> _Supplied records_:
====

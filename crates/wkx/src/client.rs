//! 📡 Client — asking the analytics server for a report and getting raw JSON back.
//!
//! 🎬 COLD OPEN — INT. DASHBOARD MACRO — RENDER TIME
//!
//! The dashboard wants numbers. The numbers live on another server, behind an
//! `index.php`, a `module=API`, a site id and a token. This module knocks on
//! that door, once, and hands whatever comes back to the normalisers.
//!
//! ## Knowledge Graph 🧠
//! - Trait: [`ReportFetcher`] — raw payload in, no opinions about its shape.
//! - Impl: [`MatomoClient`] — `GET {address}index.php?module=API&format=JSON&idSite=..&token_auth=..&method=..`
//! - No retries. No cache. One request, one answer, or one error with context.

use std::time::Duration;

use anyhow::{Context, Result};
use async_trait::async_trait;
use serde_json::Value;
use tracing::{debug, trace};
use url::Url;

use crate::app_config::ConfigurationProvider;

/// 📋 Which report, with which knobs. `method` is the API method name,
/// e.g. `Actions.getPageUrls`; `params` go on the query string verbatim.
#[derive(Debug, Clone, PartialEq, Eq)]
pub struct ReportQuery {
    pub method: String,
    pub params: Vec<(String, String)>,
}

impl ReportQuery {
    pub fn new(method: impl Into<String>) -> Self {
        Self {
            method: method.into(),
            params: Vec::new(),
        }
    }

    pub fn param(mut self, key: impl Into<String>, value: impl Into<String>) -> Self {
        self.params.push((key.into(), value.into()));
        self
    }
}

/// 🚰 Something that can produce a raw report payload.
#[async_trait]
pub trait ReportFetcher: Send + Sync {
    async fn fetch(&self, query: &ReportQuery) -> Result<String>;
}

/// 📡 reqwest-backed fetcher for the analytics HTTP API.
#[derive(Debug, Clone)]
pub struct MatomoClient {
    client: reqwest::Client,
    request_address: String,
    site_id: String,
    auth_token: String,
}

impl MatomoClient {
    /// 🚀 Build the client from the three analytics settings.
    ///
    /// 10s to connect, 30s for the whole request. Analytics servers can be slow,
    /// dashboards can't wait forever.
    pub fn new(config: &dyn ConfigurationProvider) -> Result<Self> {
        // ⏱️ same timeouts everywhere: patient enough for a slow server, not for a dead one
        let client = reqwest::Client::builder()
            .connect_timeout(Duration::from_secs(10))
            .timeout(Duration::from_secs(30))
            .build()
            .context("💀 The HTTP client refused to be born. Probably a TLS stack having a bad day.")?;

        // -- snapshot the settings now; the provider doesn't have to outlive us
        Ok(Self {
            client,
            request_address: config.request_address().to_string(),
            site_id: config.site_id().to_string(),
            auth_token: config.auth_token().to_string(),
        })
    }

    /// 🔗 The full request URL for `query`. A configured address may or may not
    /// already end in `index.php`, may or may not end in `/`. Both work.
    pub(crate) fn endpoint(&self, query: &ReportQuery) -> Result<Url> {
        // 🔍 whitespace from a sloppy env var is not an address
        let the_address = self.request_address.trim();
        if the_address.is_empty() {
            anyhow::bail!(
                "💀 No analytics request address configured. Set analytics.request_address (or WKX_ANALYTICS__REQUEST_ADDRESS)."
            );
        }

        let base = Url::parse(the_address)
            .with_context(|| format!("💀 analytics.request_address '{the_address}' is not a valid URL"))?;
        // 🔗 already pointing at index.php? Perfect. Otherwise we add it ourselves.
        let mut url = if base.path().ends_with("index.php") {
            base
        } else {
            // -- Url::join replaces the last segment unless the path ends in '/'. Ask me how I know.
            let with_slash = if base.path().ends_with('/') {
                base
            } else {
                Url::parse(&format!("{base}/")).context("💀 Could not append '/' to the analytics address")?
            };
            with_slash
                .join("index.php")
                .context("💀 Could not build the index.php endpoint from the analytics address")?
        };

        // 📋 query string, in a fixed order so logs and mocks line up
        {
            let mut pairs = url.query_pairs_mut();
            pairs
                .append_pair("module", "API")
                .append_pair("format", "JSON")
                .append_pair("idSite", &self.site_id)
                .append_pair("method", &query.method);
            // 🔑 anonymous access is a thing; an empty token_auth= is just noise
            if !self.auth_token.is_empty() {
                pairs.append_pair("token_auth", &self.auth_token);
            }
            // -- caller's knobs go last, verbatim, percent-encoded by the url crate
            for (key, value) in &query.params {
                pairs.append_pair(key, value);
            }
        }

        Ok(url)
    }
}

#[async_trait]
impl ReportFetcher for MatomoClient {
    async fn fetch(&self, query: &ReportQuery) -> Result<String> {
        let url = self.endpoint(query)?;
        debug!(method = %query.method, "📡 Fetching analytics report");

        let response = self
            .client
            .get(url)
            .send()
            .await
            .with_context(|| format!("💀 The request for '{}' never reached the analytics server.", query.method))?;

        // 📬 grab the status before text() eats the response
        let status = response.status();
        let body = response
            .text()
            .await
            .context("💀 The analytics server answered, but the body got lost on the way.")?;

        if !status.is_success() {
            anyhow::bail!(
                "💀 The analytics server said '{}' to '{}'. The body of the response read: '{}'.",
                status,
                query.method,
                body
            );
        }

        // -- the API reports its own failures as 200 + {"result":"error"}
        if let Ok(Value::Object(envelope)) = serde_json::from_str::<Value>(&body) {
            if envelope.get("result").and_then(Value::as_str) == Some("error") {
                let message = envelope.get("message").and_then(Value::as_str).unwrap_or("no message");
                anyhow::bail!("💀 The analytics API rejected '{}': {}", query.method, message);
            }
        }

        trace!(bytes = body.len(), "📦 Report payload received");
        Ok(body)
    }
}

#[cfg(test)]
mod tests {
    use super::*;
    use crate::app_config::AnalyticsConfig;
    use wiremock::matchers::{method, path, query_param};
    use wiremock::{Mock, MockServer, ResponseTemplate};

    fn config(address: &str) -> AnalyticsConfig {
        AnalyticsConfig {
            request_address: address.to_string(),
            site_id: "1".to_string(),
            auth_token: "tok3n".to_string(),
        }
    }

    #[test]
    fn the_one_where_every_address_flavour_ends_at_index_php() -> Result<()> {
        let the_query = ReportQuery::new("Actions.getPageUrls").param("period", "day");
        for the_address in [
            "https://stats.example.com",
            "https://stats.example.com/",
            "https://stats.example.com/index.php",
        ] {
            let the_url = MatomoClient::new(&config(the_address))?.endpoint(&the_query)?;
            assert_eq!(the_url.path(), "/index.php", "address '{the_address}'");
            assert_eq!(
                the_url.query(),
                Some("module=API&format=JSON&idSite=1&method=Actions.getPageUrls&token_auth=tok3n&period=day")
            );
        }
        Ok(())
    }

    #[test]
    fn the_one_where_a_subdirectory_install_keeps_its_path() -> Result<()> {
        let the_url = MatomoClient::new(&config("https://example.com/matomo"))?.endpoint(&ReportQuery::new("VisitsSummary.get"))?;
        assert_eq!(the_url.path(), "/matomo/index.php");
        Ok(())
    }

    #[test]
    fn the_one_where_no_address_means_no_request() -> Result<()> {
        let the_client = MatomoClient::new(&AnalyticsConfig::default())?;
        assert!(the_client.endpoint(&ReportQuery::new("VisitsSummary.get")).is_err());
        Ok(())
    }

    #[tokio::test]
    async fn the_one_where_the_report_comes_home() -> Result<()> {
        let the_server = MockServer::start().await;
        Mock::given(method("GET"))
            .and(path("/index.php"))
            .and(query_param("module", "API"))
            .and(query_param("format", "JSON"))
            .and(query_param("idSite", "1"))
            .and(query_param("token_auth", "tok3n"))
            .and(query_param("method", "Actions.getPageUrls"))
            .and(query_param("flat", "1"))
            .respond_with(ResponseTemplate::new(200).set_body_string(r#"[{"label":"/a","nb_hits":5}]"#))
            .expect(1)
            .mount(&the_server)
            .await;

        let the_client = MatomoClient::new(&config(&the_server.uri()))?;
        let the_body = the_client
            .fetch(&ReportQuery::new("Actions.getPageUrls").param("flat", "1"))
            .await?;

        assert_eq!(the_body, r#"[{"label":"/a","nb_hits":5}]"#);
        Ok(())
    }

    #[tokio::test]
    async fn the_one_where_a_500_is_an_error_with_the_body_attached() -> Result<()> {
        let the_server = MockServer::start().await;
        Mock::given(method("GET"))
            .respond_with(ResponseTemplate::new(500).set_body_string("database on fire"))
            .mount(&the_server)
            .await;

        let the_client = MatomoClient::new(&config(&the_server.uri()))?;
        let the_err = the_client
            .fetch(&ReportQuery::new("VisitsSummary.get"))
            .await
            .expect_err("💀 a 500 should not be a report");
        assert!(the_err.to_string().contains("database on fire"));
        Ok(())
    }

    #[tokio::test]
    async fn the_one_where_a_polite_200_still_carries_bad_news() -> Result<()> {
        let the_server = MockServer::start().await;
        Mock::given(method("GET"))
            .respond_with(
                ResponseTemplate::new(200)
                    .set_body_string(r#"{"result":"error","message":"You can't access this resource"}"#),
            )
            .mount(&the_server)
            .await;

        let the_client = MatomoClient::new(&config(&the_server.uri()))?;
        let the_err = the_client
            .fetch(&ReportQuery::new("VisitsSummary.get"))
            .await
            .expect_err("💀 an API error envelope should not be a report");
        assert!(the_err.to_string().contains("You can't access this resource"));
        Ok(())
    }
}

====

> _Exercise requirements_: Set the material down exactly as written, starting at its first line. The line containing "module knocks on" is the last one to include.

> _Response box_:
filename crates/wkx/src/client.rs
//! 📡 Client — asking the analytics server for a report and getting raw JSON back.
//!
//! 🎬 COLD OPEN — INT. DASHBOARD MACRO — RENDER TIME
//!
//! The dashboard wants numbers. The numbers live on another server, behind an
//! `index.php`, a `module=API`, a site id and a token. This module knocks on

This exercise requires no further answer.